Reproduce the records below exactly as shown.

····················

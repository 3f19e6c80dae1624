// msb-rs: MSBuild Orchestration Driver
//
// SPDX-FileCopyrightText: 2026 Romeo Ahmed
// SPDX-License-Identifier: GPL-3.0-or-later

//! Configuration loading from multiple sources.
//!
//! # Loader Pipeline
//!
//! ```text
//! ConfigLoader::new()
//!   .add_file(req)            format from extension (.json / .toml)
//!   .add_file_optional(opt)
//!   .add_str(content, fmt)
//!   .with_env_prefix("MSB")   MSB__SECTION__KEY
//!   .set(key, value)
//!        |
//!        v
//!    build() --> Config
//! ```

use config::{Environment, File, FileFormat};
use std::path::{Path, PathBuf};

use super::Config;
use crate::error::{ConfigError, Result};

/// Builder for loading configuration from multiple sources.
pub struct ConfigLoader {
    builder: config::ConfigBuilder<config::builder::DefaultState>,
    env_prefix: Option<String>,
    files: Vec<(String, PathBuf)>,
}

/// Picks the file format from the extension; JSON unless it says `.toml`.
fn format_for(path: &Path) -> FileFormat {
    match path.extension().and_then(|ext| ext.to_str()) {
        Some(ext) if ext.eq_ignore_ascii_case("toml") => FileFormat::Toml,
        _ => FileFormat::Json,
    }
}

impl ConfigLoader {
    #[must_use]
    pub fn new() -> Self {
        Self {
            builder: config::Config::builder(),
            env_prefix: None,
            files: Vec::new(),
        }
    }

    /// Adds a configuration file to the loader.
    ///
    /// The file will be read when `build()` is called. If the file doesn't exist
    /// or cannot be parsed, `build()` will return an error.
    #[must_use]
    pub fn add_file<P: AsRef<Path>>(mut self, path: P) -> Self {
        let p = path.as_ref();
        self.builder = self
            .builder
            .add_source(File::from(p).format(format_for(p)).required(true));
        self.files.push(("file".to_string(), p.to_path_buf()));
        self
    }

    /// Adds a configuration file that is skipped silently when missing.
    #[must_use]
    pub fn add_file_optional<P: AsRef<Path>>(mut self, path: P) -> Self {
        let p = path.as_ref();
        self.builder = self
            .builder
            .add_source(File::from(p).format(format_for(p)).required(false));
        if p.exists() {
            self.files.push(("optional".to_string(), p.to_path_buf()));
        }
        self
    }

    /// Adds in-memory configuration content.
    #[must_use]
    pub fn add_str(mut self, content: &str, format: FileFormat) -> Self {
        self.builder = self.builder.add_source(File::from_str(content, format));
        self.files
            .push(("string".to_string(), PathBuf::from("<string>")));
        self
    }

    #[must_use]
    pub fn with_env_prefix(mut self, prefix: &str) -> Self {
        self.env_prefix = Some(prefix.to_string());
        self
    }

    /// Sets a configuration override.
    ///
    /// # Errors
    ///
    /// Returns an error if the key is invalid or if the value cannot be converted
    /// to a configuration value.
    pub fn set<T: Into<config::Value>>(mut self, key: &str, value: T) -> Result<Self> {
        self.builder = self
            .builder
            .set_override(key, value)
            .map_err(|e| ConfigError::InvalidValue {
                section: "override".to_string(),
                key: key.to_string(),
                message: e.to_string(),
            })?;
        Ok(self)
    }

    /// Returns true if at least one file or string source was found.
    #[must_use]
    pub fn has_sources(&self) -> bool {
        !self.files.is_empty()
    }

    /// Builds the configuration from all added sources.
    ///
    /// The result is not validated; see [`Config::validate`].
    ///
    /// # Errors
    ///
    /// Returns a [`ConfigError::ParseError`] if:
    /// - Required configuration files are missing.
    /// - Configuration files have invalid syntax.
    /// - The merged configuration cannot be deserialized into the `Config` struct.
    pub fn build(self) -> Result<Config> {
        let sources = self.describe_sources();
        let builder = match &self.env_prefix {
            Some(prefix) => self.builder.add_source(
                Environment::with_prefix(prefix)
                    .prefix_separator("__")
                    .separator("__")
                    .try_parsing(true),
            ),
            None => self.builder,
        };
        let parse_error = |e: config::ConfigError| ConfigError::ParseError {
            path: sources.clone(),
            message: e.to_string(),
        };
        let cfg = builder.build().map_err(parse_error)?;
        let config: Config = cfg.try_deserialize().map_err(parse_error)?;
        Ok(config)
    }

    fn describe_sources(&self) -> String {
        if self.files.is_empty() {
            "<defaults>".to_string()
        } else {
            self.files
                .iter()
                .map(|(_, path)| path.display().to_string())
                .collect::<Vec<_>>()
                .join(", ")
        }
    }

    #[must_use]
    pub fn loaded_files(&self) -> Vec<(String, PathBuf)> {
        self.files.clone()
    }

    #[must_use]
    pub fn format_loaded_files(&self) -> Vec<String> {
        self.files
            .iter()
            .enumerate()
            .map(|(i, (source, path))| format!("{}. [{}] {}", i + 1, source, path.display()))
            .collect()
    }
}

impl Default for ConfigLoader {
    fn default() -> Self {
        Self::new()
    }
}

····················

Output of the task:
repository 3f19e6c80dae1624
// msb-rs: MSBuild Orchestration Driver
//
// SPDX-FileCopyrightText: 2026 Romeo Ahmed
// SPDX-License-Identifier: GPL-3.0-or-later

//! Configuration loading from multiple sources.
//!
//! # Loader Pipeline
//!
//! ```text
//! ConfigLoader::new()
//!   .add_file(req)            format from extension (.json / .toml)
//!   .add_file_optional(opt)
//!   .add_str(content, fmt)
//!   .with_env_prefix("MSB")   MSB__SECTION__KEY
//!   .set(key, value)
//!        |
//!        v
//!    build() --> Config
//! ```

use config::{Environment, File, FileFormat};
use std::path::{Path, PathBuf};

use super::Config;
use crate::error::{ConfigError, Result};

/// Builder for loading configuration from multiple sources.
pub struct ConfigLoader {
    builder: config::ConfigBuilder<config::builder::DefaultState>,
    env_prefix: Option<String>,
    files: Vec<(String, PathBuf)>,
}

/// Picks the file format from the extension; JSON unless it says `.toml`.
fn format_for(path: &Path) -> FileFormat {
    match path.extension().and_then(|ext| ext.to_str()) {
        Some(ext) if ext.eq_ignore_ascii_case("toml") => FileFormat::Toml,
        _ => FileFormat::Json,
    }
}

impl ConfigLoader {
    #[must_use]
    pub fn new() -> Self {
        Self {
            builder: config::Config::builder(),
            env_prefix: None,
            files: Vec::new(),
        }
    }

    /// Adds a configuration file to the loader.
    ///
    /// The file will be read when `build()` is called. If the file doesn't exist
    /// or cannot be parsed, `build()` will return an error.
    #[must_use]
    pub fn add_file<P: AsRef<Path>>(mut self, path: P) -> Self {
        let p = path.as_ref();
        self.builder = self
            .builder
            .add_source(File::from(p).format(format_for(p)).required(true));
        self.files.push(("file".to_string(), p.to_path_buf()));
        self
    }

    /// Adds a configuration file that is skipped silently when missing.
    #[must_use]
    pub fn add_file_optional<P: AsRef<Path>>(mut self, path: P) -> Self {
        let p = path.as_ref();
        self.builder = self
            .builder
            .add_source(File::from(p).format(format_for(p)).required(false));
        if p.exists() {
            self.files.push(("optional".to_string(), p.to_path_buf()));
        }
        self
    }

    /// Adds in-memory configuration content.
    #[must_use]
    pub fn add_str(mut self, content: &str, format: FileFormat) -> Self {
        self.builder = self.builder.add_source(File::from_str(content, format));
        self.files
            .push(("string".to_string(), PathBuf::from("<string>")));
        self
    }

    #[must_use]
    pub fn with_env_prefix(mut self, prefix: &str) -> Self {
        self.env_prefix = Some(prefix.to_string());
        self
    }

    /// Sets a configuration override.
    ///
    /// # Errors
    ///
    /// Returns an error if the key is invalid or if the value cannot be converted
    /// to a configuration value.
    pub fn set<T: Into<config::Value>>(mut self, key: &str, value: T) -> Result<Self> {
        self.builder = self
            .builder
            .set_override(key, value)
            .map_err(|e| ConfigError::InvalidValue {
                section: "override".to_string(),
                key: key.to_string(),
                message: e.to_string(),
            })?;
        Ok(self)
    }

    /// Returns true if at least one file or string source was found.
    #[must_use]
    pub fn has_sources(&self) -> bool {
        !self.files.is_empty()
    }

    /// Builds the configuration from all added sources.
    ///
    /// The result is not validated; see [`Config::validate`].
    ///
    /// # Errors
    ///
    /// Returns a [`ConfigError::ParseError`] if:
    /// - Required configuration files are missing.
    /// - Configuration files have invalid syntax.
    /// - The merged configuration cannot be deserialized into the `Config` struct.
    pub fn build(self) -> Result<Config> {
        let sources = self.describe_sources();
        let builder = match &self.env_prefix {
            Some(prefix) => self.builder.add_source(
                Environment::with_prefix(prefix)
                    .prefix_separator("__")
                    .separator("__")
                    .try_parsing(true),
            ),
            None => self.builder,
        };
        let parse_error = |e: config::ConfigError| ConfigError::ParseError {
            path: sources.clone(),
            message: e.to_string(),
        };
        let cfg = builder.build().map_err(parse_error)?;
        let config: Config = cfg.try_deserialize().map_err(parse_error)?;
        Ok(config)
    }

    fn describe_sources(&self) -> String {
        if self.files.is_empty() {
            "<defaults>".to_string()
        } else {
            self.files
                .iter()
                .map(|(_, path)| path.display().to_string())
                .collect::<Vec<_>>()
                .join(", ")
        }
    }

    #[must_use]
    pub fn loaded_files(&self) -> Vec<(String, PathBuf)> {
        self.files.clone()
    }

    #[must_use]
    pub fn format_loaded_files(&self) -> Vec<String> {
        self.files
            .iter()
            .enumerate()
            .map(|(i, (source, path))| format!("{}. [{}] {}", i + 1, source, path.display()))
            .collect()
    }
}

impl Default for ConfigLoader {
    fn default() -> Self {
        Self::new()
    }
}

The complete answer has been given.